For some of these articles, I simply edited them in WHO format. For others, I edited the tables, figures, headings, fonts for body text, and reference formats. I helped to prepare “Burden of disease from environmental noise” for WHO official ISBN printing, so I spent considerable time on this particular item. The last two documents “National Profile Series” were in their unedited, raw format so I arranged the text, figures, tables, and reference sources in WHO format.. I also edited and did final layout work on the last two documents to make them suitable for printing.

 

4.2 Work done with Matthias Braubach (also with Nathalie Roebbel in WHO Genève)

As an intern in housing health, I focused on HHGL development. This project was a joint work between Bonn and Genève. Although the work involved two locations, there was just an initial framework to work with, so I had to work on this project right from the beginning. Initially, I need to set up a method for searching publications which were already reviewed by professional groups. To do this, I spent time developing an ideal search and method for systematic reviewing, data collection, WHO guide development, and for the efficient use of online database.. From March to May I used 9 key-words set on PubMed and 5 key-works on Cochrane called Task 1. I had 1 832 results from PubMed and 439 results from Cochrane. They were 2 271 results from all databases. All searched data were saved in EndNote format and exported word documents for abstracts and titles and excel sheets for sorting out for evaluation. Those evaluations were done by Arnaud Ferrand.

 During Task 1 in HHGL, I had tele-conferences with Nathalie Roebbel to understand my work in HHGL in more detail and gave her help for technical materials with Endnote and Excel data.

 I also joined the meeting on physical activity in socially disadvantage group, and I made working group report papers from their original reports, and I was able to join their small group meeting and social dinner with highly professions on the project.

 For my last internship period, in July I worked on Task 3, using specific 29 terms only with systematic reviews and meta-analysis papers on PubMed. All searched data will be saved in EndNote format also will be exported in Word and Excel format for further evaluation.

 

5. Conclusion

As an intern for 5 months in WHO, I had a chance to work on not only technical support for WHO but also behind-the-scene and unreported work. 

 In particular, during the work on burden of disease from environmental noise and National Profile series, I was deeply amazed by high expectation of work quality in WHO and their process for copyright, editing, layout and printing. I dare to say that they do their work in highly professionalism to produce best quality products for public health and the other health issues in the world.

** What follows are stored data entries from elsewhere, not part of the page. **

pub mod horizon;
pub mod intervention;
pub mod patient;
pub mod risk_result;
pub mod therapy;

pub use horizon::*;
pub use intervention::*;
pub use patient::*;
pub use risk_result::*;
pub use therapy::*;
// Risk computation pipeline: baseline estimate, horizon conversion,
// LDL projection and intervention adjustment

pub mod adjuster;
pub mod errors;
pub mod estimator;
pub mod horizon;
pub mod ldl;
pub mod traits;

// Re-export main types
pub use adjuster::*;
pub use errors::*;
pub use estimator::*;
pub use horizon::*;
pub use ldl::*;
pub use traits::*;
pub mod input_validation;

pub use input_validation::*;
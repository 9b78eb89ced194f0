pub mod reference_data;
pub mod settings;

pub use reference_data::*;
pub use settings::*;
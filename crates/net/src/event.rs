//! Events published by a connection and the observer callback contract

use std::sync::Arc;

use crate::connection::PeerId;

/// Event published by a connection's receive loop
#[derive(Debug, Clone)]
pub enum ConnectionEvent {
    /// Raw bytes received from the peer, exactly as read off the socket.
    /// Framing and parsing are the observer's job.
    IncomingMessage(Vec<u8>),

    /// The connection terminated. The string describes why: either the
    /// peer closed its end or the OS reported a read error. Always the
    /// last event published for a connection.
    Disconnected(String),
}

/// Externally supplied observer, invoked synchronously on the receive task
/// for every event.
///
/// There is no queue between the socket and the callback: a callback that
/// blocks stalls further reads for that connection. It must not panic back
/// into the loop.
pub type EventCallback = Arc<dyn Fn(&PeerId, ConnectionEvent) + Send + Sync>;
//! Network error types

use std::io;

/// Network result type
pub type Result<T> = std::result::Result<T, Error>;

/// Network errors
#[derive(Debug, thiserror::Error)]
pub enum Error {
    #[error("send failed: {0}")]
    Transmission(#[source] io::Error),

    #[error("only {sent} bytes out of {requested} were sent to peer")]
    PartialSend { requested: usize, sent: usize },

    #[error("close failed: {0}")]
    Close(#[source] io::Error),

    #[error("already listening")]
    AlreadyListening,
}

 On the others hand, working on HHGL was another experience for me to learn about the development of WHO guidelines from the initial stages. I now have a good understanding of the work involved in producing such guidelines and the amount of work involved in publishing these for world-wide databases.

 The behind-the-scene and unreported work I did for WHO mainly involved preparation for meetings. From this work, I gained insight into the amount of preparation and work involved prior to meetings, and about the human resources needed for such meetings. From this work, I had a chance to understand WHO and their working background effort to make good meetings.

 I really appreciate Rokho Kim and Matthias Braubach for their work as a supervisor for me. I would like to express my gratitude for all staff members in the office. Being in WHO as an intern was one of the most valuable experience I have had. My experiences here has made valuable contribution to my decisions to pursue a career in public health and gave me a broader view on improving the health of the general population, in particular, those who do not have a good access to medicine.